And if part of the job sometimes meant roughing up a snitch or a snoop or a traitor, well, he was still just protecting his friends, wasn't he? It wasn't like the people didn't deserve it.  They were the kind of people who swore they were loyal to you, got deep into your heart, then betrayed you, abandoned you. If a couple of knuckle sandwiches were what it took to keep them quiet, keep his friends out of jail or out of the grave, he could take the responsibility of serving them up.

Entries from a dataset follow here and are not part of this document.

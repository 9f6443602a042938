//! Interface to the rendering engine that laid out the source tree.
//!
//! The capture pipeline never computes styles itself; it asks a
//! [`RenderEngine`] for each element's resolved presentation, its scroll box
//! and the document's style sheets.

use crate::dom::Element;
use crate::error::Result;
use crate::style::{parse_px, ComputedStyle, PseudoElement, StyleDeclaration};

/// One rule of a style sheet
#[derive(Debug, Clone, PartialEq)]
pub enum CssRule {
    Style {
        selector: String,
        style: StyleDeclaration,
    },
    FontFace {
        style: StyleDeclaration,
    },
    /// Any other at-rule, kept as raw text
    Other(String),
}

impl CssRule {
    /// Serialized rule text, the way a browser's `cssText` reports it
    pub fn css_text(&self) -> String {
        match self {
            CssRule::Style { selector, style } => format!("{} {{ {} }}", selector, style.css_text()),
            CssRule::FontFace { style } => format!("@font-face {{ {} }}", style.css_text()),
            CssRule::Other(text) => text.clone(),
        }
    }

    pub fn is_font_face(&self) -> bool {
        matches!(self, CssRule::FontFace { .. })
    }

    pub fn style(&self) -> Option<&StyleDeclaration> {
        match self {
            CssRule::Style { style, .. } | CssRule::FontFace { style } => Some(style),
            CssRule::Other(_) => None,
        }
    }
}

/// A style sheet reachable from the document
#[derive(Debug, Clone, Default, PartialEq)]
pub struct StyleSheet {
    /// URL the sheet was loaded from; `None` for inline `<style>` sheets
    pub href: Option<String>,
    pub rules: Vec<CssRule>,
}

/// Rendering engine collaborator
pub trait RenderEngine: Send + Sync {
    /// Resolved style of an element
    fn computed_style(&self, element: &Element) -> ComputedStyle;

    /// Resolved style of a generated pseudo-element. Engines without
    /// generated content report an empty style.
    fn pseudo_style(&self, _element: &Element, _pseudo: PseudoElement) -> ComputedStyle {
        ComputedStyle::default()
    }

    /// `(scrollWidth, scrollHeight)` of an element
    fn scroll_size(&self, element: &Element) -> (f64, f64);

    /// Every sheet of the document; sheets that cannot be read (e.g.
    /// cross-origin) are reported as errors.
    fn style_sheets(&self) -> Vec<Result<StyleSheet>> {
        Vec::new()
    }

    /// Document URL that relative `src` and `url(...)` references resolve against
    fn base_url(&self) -> Option<&str> {
        None
    }
}

impl<T: RenderEngine + ?Sized> RenderEngine for &T {
    fn computed_style(&self, element: &Element) -> ComputedStyle {
        (**self).computed_style(element)
    }

    fn pseudo_style(&self, element: &Element, pseudo: PseudoElement) -> ComputedStyle {
        (**self).pseudo_style(element, pseudo)
    }

    fn scroll_size(&self, element: &Element) -> (f64, f64) {
        (**self).scroll_size(element)
    }

    fn style_sheets(&self) -> Vec<Result<StyleSheet>> {
        (**self).style_sheets()
    }

    fn base_url(&self) -> Option<&str> {
        (**self).base_url()
    }
}

/// Outer width: scroll width plus left and right borders
pub fn width(engine: &dyn RenderEngine, element: &Element) -> u32 {
    let style = engine.computed_style(element);
    let (scroll_width, _) = engine.scroll_size(element);
    to_pixels(scroll_width + style.px("border-left-width") + style.px("border-right-width"))
}

/// Outer height: scroll height plus top and bottom borders
pub fn height(engine: &dyn RenderEngine, element: &Element) -> u32 {
    let style = engine.computed_style(element);
    let (_, scroll_height) = engine.scroll_size(element);
    to_pixels(scroll_height + style.px("border-top-width") + style.px("border-bottom-width"))
}

fn to_pixels(v: f64) -> u32 {
    if v.is_finite() && v > 0.0 {
        v.round() as u32
    } else {
        0
    }
}

/// Engine whose computed style is each element's own `style` attribute.
///
/// Useful for trees that were already resolved (e.g. a snapshot fed back in
/// as a source) and in tests. Scroll size comes from the `width`/`height`
/// style properties, then the attributes of the same name.
#[derive(Debug, Clone, Copy, Default)]
pub struct InlineStyleEngine;

impl RenderEngine for InlineStyleEngine {
    fn computed_style(&self, element: &Element) -> ComputedStyle {
        ComputedStyle::from_properties(StyleDeclaration::parse(element.attr("style").unwrap_or("")))
    }

    fn scroll_size(&self, element: &Element) -> (f64, f64) {
        let style = self.computed_style(element);
        let dim = |name: &str| {
            parse_px(style.get_property_value(name))
                .or_else(|| element.attr(name).and_then(parse_px))
                .unwrap_or(0.0)
        };
        (dim("width"), dim("height"))
    }
}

He had doubts sometimes. But he was good at ignoring his doubts. When the private investigator he'd warned to keep away from Jimena told him that her mother was looking for her, scared she might be dead, he dismissed it as a lie. Out here the P.I.s were barely one step above mercenaries, and Stan had no reason to believe him.

When he'd been told to watch a couple of frightened-looking teenagers and make sure they didn't leave, he didn't ask the questions that he knew he should have been asking. Instead, he told them a couple of bad jokes, offered them some of his gum and played a few games of cards with them until they seemed to calm down. One of them was even smiling. But then Jorge came back and the smile went away, and he took them somewhere else.

Stan told himself that if they were in trouble they'd have told him so. They'd have asked him for help. Wouldn't they?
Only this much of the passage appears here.